Your first question relates to banker's acceptances and the treatment of such instruments for the purposes of Part I.3 Tax. We would confirm that it is the position of the Department that a banker's acceptance would not be included in the calculation of the capital of the drawer corporation pursuant to subsection 181.2(3) of the Act nor would such instrument be eligible for inclusion in the investment allowance of the holder corporation pursuant to any of the provisions of subsection 181.2(4) of the Act. You have noted that there is, generally, an agreement between the drawer and the accepting bank whereby the drawer agrees to provide funds to the bank in order to discharge the acceptance at maturity or, alternatively, the bank may draw on the general credit of the drawer to cover the obligation and that, in each case, a borrower/debtor relationship is created between the bank and the drawer. We would agree with this statement in the latter case, however, we would consider that the borrower/debtor relationship arises only at the time the acceptance matures and the issuing corporation actually draws upon the line of credit to compensate the bank. We would not consider the borrower/debtor relationship to arise at the time the acceptance is issued. With respect to the former alternative, we are unable to discern any borrower/debtor relationship where the issuing corporation simply agrees to provide the bank with the funds required to discharge the obligation at maturity.
You have also noted the situation in which a drawer discounts a banker's acceptance that is issued in its name for which it receives the present value of the acceptance in consideration for its promise to compensate the holder of the acceptance should the bank dishonour it. You have concluded that, in such a case, a borrower/debtor relationship is created between the drawer and the holder. We would disagree that there is any borrower/debtor relationship created in this type of case as the bank which accepted the instrument remains primarily obligated for its discharge regardless of the party who sold the instrument to the holder.

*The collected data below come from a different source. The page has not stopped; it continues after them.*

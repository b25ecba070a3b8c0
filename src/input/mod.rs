// Purpose: turn concurrently-arriving observations into one decision per tick
// Adapters write through `InputPort`; the tick thread owns `InputFusionCore`

pub mod event;
pub mod fusion;
pub mod gesture;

You have requested an explanation as to our conclusion that banker's acceptances are primarily obligations of a financial institution. As you noted, this interpretation is based upon section 128 of the Bills of Exchange Act which states that "the acceptor of a bill, by accepting it, engages that he will pay it according to the tenor of his acceptance".

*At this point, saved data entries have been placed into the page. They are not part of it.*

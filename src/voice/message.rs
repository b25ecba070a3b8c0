#[cfg(feature = "rtrb")]
use rtrb::Consumer;

/// Note commands sent from a host thread to the tick thread
#[derive(Debug, Copy, Clone, PartialEq, Eq)]
pub enum NoteMessage {
    NoteOn { note: u8, velocity: u8 },
    NoteOff { note: u8 },
    AllNotesOff,
}

pub trait MessageReceiver {
    fn pop(&mut self) -> Option<NoteMessage>;
}

#[cfg(feature = "rtrb")]
impl MessageReceiver for Consumer<NoteMessage> {
    fn pop(&mut self) -> Option<NoteMessage> {
        Consumer::pop(self).ok()
    }
}

#[cfg(all(test, feature = "rtrb"))]
mod tests {
    use super::*;
    use rtrb::RingBuffer;

    #[test]
    fn test_consumer_drains_in_order() {
        let (mut tx, mut rx) = RingBuffer::<NoteMessage>::new(4);
        tx.push(NoteMessage::NoteOn {
            note: 60,
            velocity: 100,
        })
        .unwrap();
        tx.push(NoteMessage::NoteOff { note: 60 }).unwrap();

        let receiver: &mut dyn MessageReceiver = &mut rx;
        assert_eq!(
            receiver.pop(),
            Some(NoteMessage::NoteOn {
                note: 60,
                velocity: 100
            })
        );
        assert_eq!(receiver.pop(), Some(NoteMessage::NoteOff { note: 60 }));
        assert_eq!(receiver.pop(), None);
    }
}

You have also asked whether the acceptance would be included in the capital of the drawer corporation pursuant to subsection 181.2(3) of the Act where the drawer agrees to provide the bank with the funds required to discharge the acceptance at maturity. As we noted previously, we do not envision any borrower/debtor relationship in this type of arrangement.
With respect to the balance of your questions concerning banker's acceptances we would again note that it is the position of the Department, and as noted by yourself in the preamble to your discussion of banker's acceptances, that there is no debt or indebtedness created upon the issuance of such an instrument. There may be an indebtedness created at the time the acceptance is discharged upon maturity however, such a determination would be dependent upon the facts of any particular case.

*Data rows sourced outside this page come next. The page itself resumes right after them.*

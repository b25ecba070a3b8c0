//! Voice pool widget - one row per member channel

use ratatui::{
    layout::{Constraint, Rect},
    style::{Color, Style},
    widgets::{Block, Borders, Row, Table},
    Frame,
};

use super::state::VoiceTable;

const BAR_WIDTH: usize = 10;

fn bar(value: f32) -> String {
    let filled = (value.clamp(0.0, 1.0) * BAR_WIDTH as f32).round() as usize;
    format!("{}{}", "█".repeat(filled), "·".repeat(BAR_WIDTH - filled))
}

/// Centre-out bar for -1..1
fn bend_bar(value: f32) -> String {
    let half = BAR_WIDTH / 2;
    let cells = (value.clamp(-1.0, 1.0).abs() * half as f32).round() as usize;
    if value < 0.0 {
        format!("{}{}|{}", "·".repeat(half - cells), "█".repeat(cells), "·".repeat(half))
    } else {
        format!("{}|{}{}", "·".repeat(half), "█".repeat(cells), "·".repeat(half - cells))
    }
}

pub fn render_voices(frame: &mut Frame, area: Rect, table: &VoiceTable, max_voices: usize) {
    let rows = table.members(max_voices).map(|(channel, voice)| {
        let style = if voice.live {
            Style::default().fg(Color::White)
        } else {
            Style::default().fg(Color::DarkGray)
        };
        let note = if voice.live {
            format!("{:>3}", voice.note)
        } else {
            "  -".to_string()
        };
        Row::new(vec![
            format!("{channel:>2}"),
            note,
            format!("{:>3}", voice.velocity),
            bend_bar(voice.pitch_bend),
            bar(voice.brightness),
            bar(voice.timbre),
        ])
        .style(style)
    });

    let widths = [
        Constraint::Length(3),
        Constraint::Length(5),
        Constraint::Length(4),
        Constraint::Length(BAR_WIDTH as u16 + 2),
        Constraint::Length(BAR_WIDTH as u16 + 1),
        Constraint::Length(BAR_WIDTH as u16 + 1),
    ];
    let table = Table::new(rows, widths)
        .header(
            Row::new(vec!["ch", "note", "vel", "bend", "bright", "timbre"])
                .style(Style::default().fg(Color::Cyan)),
        )
        .block(Block::default().title(" Voices ").borders(Borders::ALL));

    frame.render_widget(table, area);
}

Your next query deals with "commercial paper" and the eligibility of such instruments for inclusion in the investment allowance of a corporation pursuant to subsection 181.2(4) of the Act. It is the understanding of the Department that "commercial paper" is an unsecured promissory note which is issued for a specific amount with a fixed maturity date. Accordingly, we would consider that these instruments would be included in the investment allowance of a corporate holder pursuant to paragraph 181.2(4)(c) of the Act to the extent that the maker of the note is not a financial institution nor a corporation that is exempt from tax under section 149 on all of its taxable income. Similarly, the Department considers that "commercial paper" would also be included in the capital of the issuing corporation pursuant to paragraph 181.2(3)(d) of the Act.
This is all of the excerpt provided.